In my work as a consultant, I cherish the body as a primary medium for learning, creativity, and growth. But, believe me, this has not always been the case! Those who know me well know that I am a chronic learner, a seeker, a full-time student of life. Through my explorations of human development across the lifespan, I have discovered this hard-earned reverence for the “matter” of us.

 

I grew up in a family steeped in mainstream Western culture, which taught that the mind is separate from the body, and that the intellect can prevail over the “less important” (i.e., inferior) material aspects of ourselves. “Don’t listen to the hunger pangs and they’ll go away. You shouldn’t interrupt your studying to eat.” Or… “Don’t swing your hips when you walk. You’re asking for the wrong kind of attention.”

 

And so, I learned to ignore or override my quiet kinesthetic knowing about what is good and natural and healthy for me. Curtailing my passion for movement/dance as a peripheral hobby instead of a central pursuit, I cultivated my intellect and strengthened my will to be disciplined, responsible. I “achieved” academically and otherwise, and felt uplifted, almost away from my physicality, by the external positive feedback I received.

 

But there were other reasons to downplay the importance of my bodily states, as well. Impossible standards of beauty bred disdain in me, for my own female form, at a young age. Also, there were accidents, injuries, recurring insults, sexual abuse. Physical and emotional traumas that reside in our flesh and bones can seem too painful to bear. As a result, my consciousness, my awareness of “me,” hovered a few feet above my body during much of my childhood and young adulthood. Dissociation offers a form of relief.

 

But then, as I graduated with honors from Stanford University, my body called out through the fog of my disenchanted intellect. As I awoke one day, a small voice in my belly urged, “Get up! It’s time to dance and ride horses again.” Though it seemed nonsensical to this accomplished academic, I chose to heed the advice. Slowly, at the pace of ice melting from the first rays of the late winter sun, I began to move, to hike, to dance, to rock climb, to bike ride, to sense the pain and, eventually, the pleasure in my tissues. Little by little, my consciousness, my awareness of “me,” began to seep back into my physical form.

 

A few years later, I discovered the healing power of the creative arts. As I danced, drew, wrote and improvised about various stories held in different parts of my body, my attention dwelled more tenderly, more regularly in previously uninhabited parts of myself.

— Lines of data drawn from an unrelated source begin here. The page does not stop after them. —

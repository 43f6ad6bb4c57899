//! Library components of the arm control executable.
//!
//! See `main.rs` for a description of the executable's architecture.

// ---------------------------------------------------------------------------
// MODULES
// ---------------------------------------------------------------------------

pub mod act_client;
pub mod data_store;
pub mod joint_ctrl;
pub mod params;
pub mod pose_client;
pub mod supervisor;

// ---------------------------------------------------------------------------
// CONSTANTS
// ---------------------------------------------------------------------------

/// Target period of one cycle.
///
/// The fixed inter-cycle sleep bounds the actuator command rate and the load
/// placed on the actuator bus.
pub const CYCLE_PERIOD_S: f64 = 0.02;

/// Number of cycles per second
pub const CYCLE_FREQUENCY_HZ: f64 = 1.0 / CYCLE_PERIOD_S;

Over the next decade, by interweaving the movement-based expressive arts work of Tamalpa Institute with the long-term, somatic practices of Continuum movement and Vipassana meditation, I began to experience my body as a creative, regenerative process that unfolds, moment by moment, breath by breath.

 

With daily practice, my consciousness continues coming home to my body; my flesh is alive with awareness. This vitality yields rich resources that help transform limiting thoughts and behaviors in my private and public lives. I give thanks for this process of innovation/evolution.

 

Now I sit comfortably on a chair, sensing the length of my spine from my tailbone to the place where my head rests on top of my neck. I feel the contact that my buttocks make with the seat underneath me, and that my feet make with the floor. Breath  expands and then softens the area through my pectoral muscles, around my heart. My visual field is wide, and my mind is alert.

 

From this posture, this somatic state, I am ready to guide others into the countless resources contained within. Let us begin.